Defective products harm consumers. Courts have consistently held, however, that Amazon is not liable for defective products acquired through its on-line marketplace because the company is not a “seller” and is otherwise protected by the Communications Decency Act (CDA). The United States Court of Appeals for the Third Circuit, applying Pennsylvania law, rejected both defenses in Oberdorf v. Amazon.com Inc. No.18-1041 (3rd Cir. July 3, 2019).
In Oberdorf, one of the plaintiffs, Heather Oberdorf (Oberdorf), purchased a dog collar through Amazon.com sold by third party vendor “The Furry Gang.” The collar broke five weeks later. The retractable leash attached to the collar recoiled, stuck Oberdorf, and caused blindness in one eye. Oberdorf sued Amazon seeking compensation. The United States District Court for the Middle District of Pennsylvania granted summary judgment in Amazon’s favor, finding that Amazon was not a “seller” under Pennsylvania law and that the plaintiffs’ claims were barred by the CDA. The Third Circuit reversed.

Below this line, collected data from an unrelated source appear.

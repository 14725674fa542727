#![allow(dead_code)]

use std::sync::atomic::{AtomicUsize, Ordering};
use std::sync::Arc;

use chrono::{TimeZone, Utc};
use daybook_core::api::ApiClient;
use daybook_core::auth::{ManualClock, TokenStore};
use daybook_core::storage::MemoryStore;
use wiremock::MockServer;

/// A client wired to a mock server, in-memory storage, a manual clock and a
/// navigator that counts resets.
pub struct Harness {
    pub server: MockServer,
    pub storage: Arc<MemoryStore>,
    pub clock: Arc<ManualClock>,
    pub resets: Arc<AtomicUsize>,
    pub client: ApiClient,
}

impl Harness {
    pub async fn start() -> Self {
        let server = MockServer::start().await;
        let base_url = format!("{}/api", server.uri());
        Self::with_base_url(server, &base_url)
    }

    /// A harness whose client points somewhere nothing listens.
    pub async fn unreachable() -> Self {
        let server = MockServer::start().await;
        Self::with_base_url(server, "http://127.0.0.1:1/api")
    }

    fn with_base_url(server: MockServer, base_url: &str) -> Self {
        let storage = Arc::new(MemoryStore::new());
        let start = Utc.timestamp_millis_opt(1_700_000_000_000).unwrap();
        let clock = Arc::new(ManualClock::new(start));
        let resets = Arc::new(AtomicUsize::new(0));
        let counter = resets.clone();
        let navigator = move || {
            counter.fetch_add(1, Ordering::SeqCst);
        };
        let tokens = Arc::new(
            TokenStore::new(storage.clone(), Arc::new(navigator)).with_clock(clock.clone()),
        );
        let client = ApiClient::new(base_url, tokens).unwrap();
        Self {
            server,
            storage,
            clock,
            resets,
            client,
        }
    }

    pub fn login_as(&self, token: &str) {
        self.client.tokens().set_token(token).unwrap();
    }

    pub fn resets(&self) -> usize {
        self.resets.load(Ordering::SeqCst)
    }

    pub async fn request_count(&self) -> usize {
        self.server
            .received_requests()
            .await
            .map(|r| r.len())
            .unwrap_or(0)
    }
}
use chrono::{DateTime, Utc};
use serde::{Deserialize, Serialize};

#[derive(Debug, Clone, Serialize, Deserialize)]
#[cfg_attr(feature = "ts", derive(ts_rs::TS))]
#[cfg_attr(feature = "ts", ts(export))]
pub struct Task {
    pub id: i64,
    pub title: String,
    #[serde(default)]
    pub description: Option<String>,
    #[serde(default)]
    pub category: Option<String>,
    #[serde(default)]
    pub category_id: Option<i64>,
    #[serde(default, alias = "dueDate")]
    pub due_date: Option<String>,
    /// `true` once completed
    #[serde(default)]
    pub status: bool,
}

impl Task {
    pub fn status_label(&self) -> &'static str {
        if self.status {
            "completed"
        } else {
            "pending"
        }
    }
}

/// Body for creating or replacing a task.
#[derive(Debug, Clone, Serialize)]
pub struct TaskInput {
    pub title: String,
    #[serde(skip_serializing_if = "Option::is_none")]
    pub description: Option<String>,
    #[serde(skip_serializing_if = "Option::is_none")]
    pub category: Option<String>,
    #[serde(rename = "dueDate", skip_serializing_if = "Option::is_none")]
    pub due_date: Option<DateTime<Utc>>,
}

impl TaskInput {
    pub fn new(title: &str) -> Self {
        Self {
            title: title.to_string(),
            description: None,
            category: None,
            due_date: None,
        }
    }
}

#[derive(Debug, Clone, Serialize, Deserialize)]
#[cfg_attr(feature = "ts", derive(ts_rs::TS))]
#[cfg_attr(feature = "ts", ts(export))]
pub struct Category {
    pub id: i64,
    #[serde(alias = "title")]
    pub name: String,
}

The Third Circuit applied the Pennsylvania Supreme Court’s four factor test from Musser v. Vilsmeier Auction Co, Inc., 562 A.2d 279 (Pa. 1989), to initially find that Amazon was a product “seller” under Section 402A of the Second Restatement of Torts. All four factors, and the reasoning of other Pennsylvania decisions, weighed in favor of imposing liability. More specifically, the court found that: (1) because Oberdorf and Amazon could not locate the third-party vendor, “Amazon stands as the only member of the marketing chain available to the injured party for redress;” (2) the imposition of liability acts as an incentive for Amazon to remove unsafe products from its website; (3) Amazon “is in a better position than the consumer to prevent the circulation of defective products;” and (4) Amazon, through indemnification and vendor fees, can distribute the cost of defective products.

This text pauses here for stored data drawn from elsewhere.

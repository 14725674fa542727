use std::sync::Mutex;

use chrono::{DateTime, Duration, Utc};

/// Source of the current time for expiry checks.
pub trait Clock: Send + Sync {
    fn now(&self) -> DateTime<Utc>;
}

#[derive(Debug, Default, Clone, Copy)]
pub struct SystemClock;

impl Clock for SystemClock {
    fn now(&self) -> DateTime<Utc> {
        Utc::now()
    }
}

/// A clock that only moves when told to.
#[derive(Debug)]
pub struct ManualClock {
    now: Mutex<DateTime<Utc>>,
}

impl ManualClock {
    pub fn new(start: DateTime<Utc>) -> Self {
        Self {
            now: Mutex::new(start),
        }
    }

    pub fn advance(&self, by: Duration) {
        if let Ok(mut now) = self.now.lock() {
            *now += by;
        }
    }

    pub fn set(&self, to: DateTime<Utc>) {
        if let Ok(mut now) = self.now.lock() {
            *now = to;
        }
    }
}

impl Clock for ManualClock {
    fn now(&self) -> DateTime<Utc> {
        self.now.lock().map(|now| *now).unwrap_or_else(|_| Utc::now())
    }
}
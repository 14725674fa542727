//! Daybook - a terminal client for the daybook tasks, expenses and notes API.
//!
//! Every invocation runs one command against the API and exits. The session
//! token persists between invocations in the configured token backend.

mod commands;

use std::io;
use std::path::Path;
use std::sync::{Arc, Once};

use anyhow::{Context, Result};
use daybook_core::api::{ApiClient, ErrorKind};
use daybook_core::auth::{NavigationHandle, TokenStore};
use daybook_core::Config;
use tracing::{error, info};
use tracing_appender::non_blocking::WorkerGuard;
use tracing_subscriber::{fmt, prelude::*, EnvFilter};

use commands::Command;

/// Log file prefix inside the cache directory
const LOG_FILE_PREFIX: &str = "daybook.log";

/// Initialize the tracing subscriber for logging.
///
/// The returned guard flushes the file layer and must outlive `main`'s work.
fn init_tracing(log_dir: Option<&Path>) -> Option<WorkerGuard> {
    // Use RUST_LOG env var to control log level (e.g., RUST_LOG=debug)
    let filter = EnvFilter::try_from_default_env().unwrap_or_else(|_| EnvFilter::new("warn"));

    let (file_layer, guard) = match log_dir {
        Some(dir) => {
            let appender = tracing_appender::rolling::daily(dir, LOG_FILE_PREFIX);
            let (writer, guard) = tracing_appender::non_blocking(appender);
            let layer = fmt::layer().with_ansi(false).with_writer(writer);
            (Some(layer), Some(guard))
        }
        None => (None, None),
    };

    tracing_subscriber::registry()
        .with(fmt::layer().with_writer(io::stderr))
        .with(file_layer)
        .with(filter)
        .init();

    guard
}

#[tokio::main]
async fn main() {
    // Load .env file if present (silently ignore if not found)
    let _ = dotenvy::dotenv();

    let args: Vec<String> = std::env::args().skip(1).collect();
    let command = match Command::parse(&args) {
        Ok(command) => command,
        Err(e) => {
            eprintln!("Error: {}\n", e);
            eprintln!("{}", commands::USAGE);
            std::process::exit(2);
        }
    };

    if let Command::Help = command {
        println!("{}", commands::USAGE);
        return;
    }

    let config = match Config::load() {
        Ok(config) => config,
        Err(e) => {
            eprintln!("Error: {:#}", e);
            std::process::exit(1);
        }
    };

    let log_dir = config
        .cache_dir()
        .ok()
        .filter(|dir| std::fs::create_dir_all(dir).is_ok());
    let _guard = init_tracing(log_dir.as_deref());
    info!(command = command.name(), base_url = %config.base_url, "daybook starting");

    if let Err(e) = run(command, config).await {
        error!(error = %e, "Command failed");
        eprintln!("Error: {:#}", e);
        let session_lost = e.downcast_ref::<daybook_core::ApiError>().map(|e| e.kind());
        let code = match session_lost {
            Some(ErrorKind::AuthenticationRequired) | Some(ErrorKind::SessionExpired) => 3,
            _ => 1,
        };
        std::process::exit(code);
    }
}

async fn run(command: Command, mut config: Config) -> Result<()> {
    let storage = config
        .open_token_storage()
        .context("Failed to open token storage")?;

    let navigation = Arc::new(NavigationHandle::new());
    let tokens = Arc::new(TokenStore::new(storage, navigation.clone()));
    let client =
        ApiClient::from_config(&config, tokens).context("Failed to create HTTP client")?;

    // A reset in a one-shot CLI means telling the user how to get back in, once
    let hint = Once::new();
    navigation.mount(Arc::new(move || {
        hint.call_once(|| {
            eprintln!("Your session has ended. Run `daybook login <email>` to sign in again.");
        });
    }));

    commands::execute(command, &client, &mut config).await
}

The court next turned its attention to the CDA. Amazon argued that the CDA precluded liability for the publication of third party content. Oberdorf argued that the CDA did not preclude liability for Amazon’s role in selling and distributing a defective product. The Third Circuit held that the CDA only precluded claims related to Amazon’s editorial functions, i.e., claims based on Amazon failing to provide or to edit adequate warnings. The CDA did not preclude claims related to Amazon’s “direct role in the sales and distribution processes.”

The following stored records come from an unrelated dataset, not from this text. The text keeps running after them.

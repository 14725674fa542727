//! Command parsing and execution.

use anyhow::{anyhow, bail, Context, Result};
use chrono::Utc;
use daybook_core::api::{ApiClient, ApiError};
use daybook_core::models::auth::normalize_email;
use daybook_core::models::{
    ExpenseInput, NoteInput, NoteQuery, NoteStatus, Registration, TaskInput,
};
use daybook_core::utils::{format_date, format_optional, truncate_string};
use daybook_core::Config;
use serde_json::Value;

pub const USAGE: &str = "\
Usage: daybook <command> [args]

Session:
  login [email]                  Sign in (password is prompted)
  register <name> <email>        Create an account and sign in
  logout                         End the session
  status                         Show whether a session is active

Tasks:
  tasks                          List tasks
  task-add <title>               Create a task
  task-done <id>                 Mark a task completed
  task-rm <id>                   Delete a task

Expenses:
  expenses                       List expenses
  expense-add <title> <amount> [category]
                                 Record an expense dated now

Notes:
  notes [--archived] [--search q] [--page n]
                                 List notes
  note-add <title> <content>     Create a note
  note-pin <id>                  Pin a note
  note-archive <id>              Archive a note

  summary                        Tasks, spending and notes at a glance

Environment:
  DAYBOOK_API_URL                Override the API base URL
  RUST_LOG                       Log filter (default: warn)";

/// Category used when `expense-add` is given none
const DEFAULT_EXPENSE_CATEGORY: &str = "other";

/// Title column width in listings
const TITLE_WIDTH: usize = 40;

#[derive(Debug, Clone, PartialEq)]
pub enum Command {
    Help,
    Login { email: Option<String> },
    Register { name: String, email: String },
    Logout,
    Status,
    Tasks,
    TaskAdd { title: String },
    TaskDone { id: i64 },
    TaskRm { id: i64 },
    Expenses,
    ExpenseAdd {
        title: String,
        amount: f64,
        category: Option<String>,
    },
    Notes(NoteQuery),
    NoteAdd { title: String, content: String },
    NotePin { id: i64 },
    NoteArchive { id: i64 },
    Summary,
}

impl Command {
    pub fn parse(args: &[String]) -> Result<Self> {
        let Some((name, rest)) = args.split_first() else {
            return Ok(Command::Help);
        };

        let command = match name.as_str() {
            "help" | "-h" | "--help" => Command::Help,
            "login" => Command::Login {
                email: rest.first().cloned(),
            },
            "register" => Command::Register {
                name: arg(rest, 0, "name")?,
                email: arg(rest, 1, "email")?,
            },
            "logout" => Command::Logout,
            "status" => Command::Status,
            "tasks" => Command::Tasks,
            "task-add" => Command::TaskAdd {
                title: joined(rest, "title")?,
            },
            "task-done" => Command::TaskDone { id: id_arg(rest)? },
            "task-rm" => Command::TaskRm { id: id_arg(rest)? },
            "expenses" => Command::Expenses,
            "expense-add" => {
                let amount = arg(rest, 1, "amount")?;
                Command::ExpenseAdd {
                    title: arg(rest, 0, "title")?,
                    amount: amount
                        .replace(',', "")
                        .parse::<f64>()
                        .with_context(|| format!("Invalid amount: {}", amount))?,
                    category: rest.get(2).cloned(),
                }
            }
            "notes" => Command::Notes(parse_note_query(rest)?),
            "note-add" => Command::NoteAdd {
                title: arg(rest, 0, "title")?,
                content: arg(rest, 1, "content")?,
            },
            "note-pin" => Command::NotePin { id: id_arg(rest)? },
            "note-archive" => Command::NoteArchive { id: id_arg(rest)? },
            "summary" => Command::Summary,
            other => bail!("Unknown command: {}", other),
        };
        Ok(command)
    }

    pub fn name(&self) -> &'static str {
        match self {
            Command::Help => "help",
            Command::Login { .. } => "login",
            Command::Register { .. } => "register",
            Command::Logout => "logout",
            Command::Status => "status",
            Command::Tasks => "tasks",
            Command::TaskAdd { .. } => "task-add",
            Command::TaskDone { .. } => "task-done",
            Command::TaskRm { .. } => "task-rm",
            Command::Expenses => "expenses",
            Command::ExpenseAdd { .. } => "expense-add",
            Command::Notes(_) => "notes",
            Command::NoteAdd { .. } => "note-add",
            Command::NotePin { .. } => "note-pin",
            Command::NoteArchive { .. } => "note-archive",
            Command::Summary => "summary",
        }
    }
}

fn arg(rest: &[String], index: usize, what: &str) -> Result<String> {
    rest.get(index)
        .filter(|s| !s.trim().is_empty())
        .cloned()
        .ok_or_else(|| anyhow!("Missing <{}>", what))
}

fn joined(rest: &[String], what: &str) -> Result<String> {
    let text = rest.join(" ");
    if text.trim().is_empty() {
        bail!("Missing <{}>", what);
    }
    Ok(text)
}

fn id_arg(rest: &[String]) -> Result<i64> {
    let raw = arg(rest, 0, "id")?;
    raw.parse::<i64>().with_context(|| format!("Invalid id: {}", raw))
}

fn parse_note_query(rest: &[String]) -> Result<NoteQuery> {
    let mut query = NoteQuery::default();
    let mut iter = rest.iter();
    while let Some(flag) = iter.next() {
        match flag.as_str() {
            "--archived" => query.status = NoteStatus::Archived,
            "--search" => {
                let term = iter.next().ok_or_else(|| anyhow!("--search needs a value"))?;
                query.search = Some(term.clone());
            }
            "--page" => {
                let page = iter.next().ok_or_else(|| anyhow!("--page needs a value"))?;
                query.page = page
                    .parse::<u32>()
                    .ok()
                    .filter(|p| *p > 0)
                    .ok_or_else(|| anyhow!("Invalid page: {}", page))?;
            }
            other => bail!("Unknown option for notes: {}", other),
        }
    }
    Ok(query)
}

// ============================================================================
// Execution
// ============================================================================

pub async fn execute(command: Command, client: &ApiClient, config: &mut Config) -> Result<()> {
    match command {
        Command::Help => println!("{}", USAGE),
        Command::Login { email } => login(client, config, email).await?,
        Command::Register { name, email } => {
            let password = prompt_password("Choose a password: ")?;
            let confirm = prompt_password("Repeat password: ")?;
            if password != confirm {
                bail!("Passwords do not match");
            }
            let registration = Registration::new(&name, &email, &password);
            let response = client.register(&registration).await?;
            remember_email(config, &registration.email);
            match response.name {
                Some(name) => println!("Welcome, {}.", name),
                None => println!("Account created."),
            }
        }
        Command::Logout => {
            client.logout().await?;
            println!("Logged out.");
        }
        Command::Status => status(client)?,
        Command::Tasks => {
            let tasks = client.get_tasks().await?;
            print_tasks(&tasks);
        }
        Command::TaskAdd { title } => {
            let created = client.create_task(&TaskInput::new(&title)).await?;
            println!("Created task {}", describe_id(&created));
        }
        Command::TaskDone { id } => {
            client.update_task_status(id, true).await?;
            println!("Task {} completed.", id);
        }
        Command::TaskRm { id } => {
            if client.delete_task(id).await? {
                println!("Task {} deleted.", id);
            }
        }
        Command::Expenses => {
            let expenses = client.get_expenses().await?;
            print_expenses(&expenses);
        }
        Command::ExpenseAdd {
            title,
            amount,
            category,
        } => {
            let expense = ExpenseInput {
                title,
                amount,
                category: category.unwrap_or_else(|| DEFAULT_EXPENSE_CATEGORY.to_string()),
                expense_date: Utc::now(),
            };
            let created = client.create_expense(&expense).await?;
            println!("Recorded expense {}", describe_id(&created));
        }
        Command::Notes(query) => {
            let page = client.get_notes(&query).await?;
            print_notes(&page.data);
            println!(
                "\nPage {} of {} ({} notes, {})",
                query.page,
                page.total_pages(query.per_page),
                page.total,
                query.status
            );
        }
        Command::NoteAdd { title, content } => {
            let note = NoteInput {
                title,
                content,
                color: None,
            };
            let created = client.create_note(&note).await?;
            println!("Created note {}", describe_id(&created));
        }
        Command::NotePin { id } => {
            client.set_note_pinned(id, true).await?;
            println!("Note {} pinned.", id);
        }
        Command::NoteArchive { id } => {
            client.set_note_archived(id, true).await?;
            println!("Note {} archived.", id);
        }
        Command::Summary => summary(client).await?,
    }
    Ok(())
}

async fn login(client: &ApiClient, config: &mut Config, email: Option<String>) -> Result<()> {
    let email = email
        .or_else(|| config.last_email.clone())
        .ok_or_else(|| anyhow!("Missing <email>"))?;
    let password = prompt_password(&format!("Password for {}: ", email))?;

    let response = client.login(&email, &password).await?;
    remember_email(config, &normalize_email(&email));

    match (response.token.is_some(), response.name) {
        (true, Some(name)) => println!("Logged in as {}.", name),
        (true, None) => println!("Logged in."),
        (false, _) => println!(
            "{}",
            response
                .message
                .unwrap_or_else(|| "The server did not start a session.".to_string())
        ),
    }
    Ok(())
}

fn status(client: &ApiClient) -> Result<()> {
    let tokens = client.tokens();
    match tokens.credential()? {
        Some(credential) if !credential.is_expired_at(tokens.now()) => {
            let minutes = credential.minutes_until_expiry(tokens.now());
            println!(
                "Signed in to {}; session expires in {}h {:02}m.",
                client.base_url(),
                minutes / 60,
                minutes % 60
            );
        }
        Some(_) => println!("Session expired. Run `daybook login` to sign in again."),
        None => println!("Not signed in."),
    }
    Ok(())
}

async fn summary(client: &ApiClient) -> Result<()> {
    // Resolve the session once so a missing or expired one ends in one reset
    if client.tokens().get_valid_token()?.is_none() {
        return Err(ApiError::AuthenticationRequired.into());
    }

    let notes_query = NoteQuery::default();
    let (tasks, dashboard, notes) = futures::join!(
        client.get_tasks(),
        client.get_expense_dashboard(),
        client.get_notes(&notes_query),
    );
    let tasks = tasks?;
    let dashboard = dashboard?;
    let notes = notes?;

    let done = tasks.iter().filter(|t| t.status).count();
    println!("Tasks:    {} open, {} completed", tasks.len() - done, done);
    println!("Spending: {}", dashboard.total_display());
    for category in &dashboard.category_breakdown {
        println!(
            "          {:<20} {}",
            category.category,
            format_optional(&category.formatted_total, "-")
        );
    }
    println!("Notes:    {} active", notes.total);
    Ok(())
}

fn prompt_password(prompt: &str) -> Result<String> {
    rpassword::prompt_password(prompt).context("Failed to read password")
}

fn remember_email(config: &mut Config, email: &str) {
    config.last_email = Some(email.to_string());
    if let Err(e) = config.save() {
        tracing::warn!(error = %e, "Failed to save config");
    }
}

fn describe_id(created: &Value) -> String {
    created
        .get("id")
        .or_else(|| created.get("data").and_then(|d| d.get("id")))
        .map(|id| format!("#{}", id))
        .unwrap_or_else(|| "(no id returned)".to_string())
}

fn print_tasks(tasks: &[daybook_core::models::Task]) {
    if tasks.is_empty() {
        println!("No tasks.");
        return;
    }
    for task in tasks {
        let due = task
            .due_date
            .as_deref()
            .map(format_date)
            .unwrap_or_default();
        println!(
            "{:>5}  [{}]  {:<width$}  {:<12}  {}",
            task.id,
            if task.status { "x" } else { " " },
            truncate_string(&task.title, TITLE_WIDTH),
            format_optional(&task.category, ""),
            due,
            width = TITLE_WIDTH
        );
    }
}

fn print_expenses(expenses: &[daybook_core::models::Expense]) {
    if expenses.is_empty() {
        println!("No expenses.");
        return;
    }
    for expense in expenses {
        println!(
            "{:>5}  {:<width$}  {:>12}  {:<12}  {}",
            expense.id,
            truncate_string(&expense.title, TITLE_WIDTH),
            expense.amount_display(),
            format_optional(&expense.category, ""),
            format_optional(&expense.expense_date, ""),
            width = TITLE_WIDTH
        );
    }
}

fn print_notes(notes: &[daybook_core::models::Note]) {
    if notes.is_empty() {
        println!("No notes.");
        return;
    }
    for note in notes {
        let marker = if note.is_pinned { "*" } else { " " };
        println!(
            "{:>5} {} {:<width$}  {}",
            note.id,
            marker,
            truncate_string(&note.title, TITLE_WIDTH),
            truncate_string(&note.content.replace('\n', " "), TITLE_WIDTH),
            width = TITLE_WIDTH
        );
    }
}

The Oberdorf decision is significant to those harmed by a defective product sold on Amazon.com, especially where the third-party vendor no longer exists, is not subject to service of process, or is insolvent. In jurisdictions that follow Section 402A of the Second Restatement of Torts or have state statutes with similar language, injured parties, and their subrogating insurance carriers, can now point to the Oberdorf holding as authoritative precedent when pursuing Amazon for their losses.